Going through the data below, please show each line containing the string "struct".

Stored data
╔══
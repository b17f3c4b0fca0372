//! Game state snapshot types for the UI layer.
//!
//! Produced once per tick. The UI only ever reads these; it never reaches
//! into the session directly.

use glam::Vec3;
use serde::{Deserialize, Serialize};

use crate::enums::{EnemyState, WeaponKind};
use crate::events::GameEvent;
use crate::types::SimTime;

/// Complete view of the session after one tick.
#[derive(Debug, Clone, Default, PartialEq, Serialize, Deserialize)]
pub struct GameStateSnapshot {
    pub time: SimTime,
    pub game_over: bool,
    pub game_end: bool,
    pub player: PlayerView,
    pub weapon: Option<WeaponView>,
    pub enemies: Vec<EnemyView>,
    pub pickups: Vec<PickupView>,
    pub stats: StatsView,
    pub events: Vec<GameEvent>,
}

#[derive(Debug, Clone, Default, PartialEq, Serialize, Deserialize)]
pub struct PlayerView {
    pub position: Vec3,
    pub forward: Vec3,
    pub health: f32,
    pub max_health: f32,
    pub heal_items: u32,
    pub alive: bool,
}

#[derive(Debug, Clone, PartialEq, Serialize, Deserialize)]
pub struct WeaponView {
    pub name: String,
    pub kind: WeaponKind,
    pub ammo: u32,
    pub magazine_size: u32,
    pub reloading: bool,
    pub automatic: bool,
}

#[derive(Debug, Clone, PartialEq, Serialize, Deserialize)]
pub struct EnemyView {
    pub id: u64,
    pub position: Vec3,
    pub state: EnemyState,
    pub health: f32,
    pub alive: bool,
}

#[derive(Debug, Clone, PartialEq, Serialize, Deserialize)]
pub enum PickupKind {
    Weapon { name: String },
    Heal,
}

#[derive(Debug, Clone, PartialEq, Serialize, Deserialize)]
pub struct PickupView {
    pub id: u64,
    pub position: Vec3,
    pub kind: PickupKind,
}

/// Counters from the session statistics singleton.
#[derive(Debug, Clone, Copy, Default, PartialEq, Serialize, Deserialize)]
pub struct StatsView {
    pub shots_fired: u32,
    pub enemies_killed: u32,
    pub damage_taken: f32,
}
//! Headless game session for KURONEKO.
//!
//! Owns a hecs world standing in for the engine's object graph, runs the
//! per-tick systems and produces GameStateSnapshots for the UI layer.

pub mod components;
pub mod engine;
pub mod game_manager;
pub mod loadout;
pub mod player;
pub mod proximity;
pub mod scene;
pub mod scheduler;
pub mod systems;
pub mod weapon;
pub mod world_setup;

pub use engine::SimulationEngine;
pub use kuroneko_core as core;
╚══
Solution to this exercise
pub struct GameStateSnapshot {
pub struct PlayerView {
pub struct WeaponView {
pub struct EnemyView {
pub struct PickupView {
pub struct StatsView {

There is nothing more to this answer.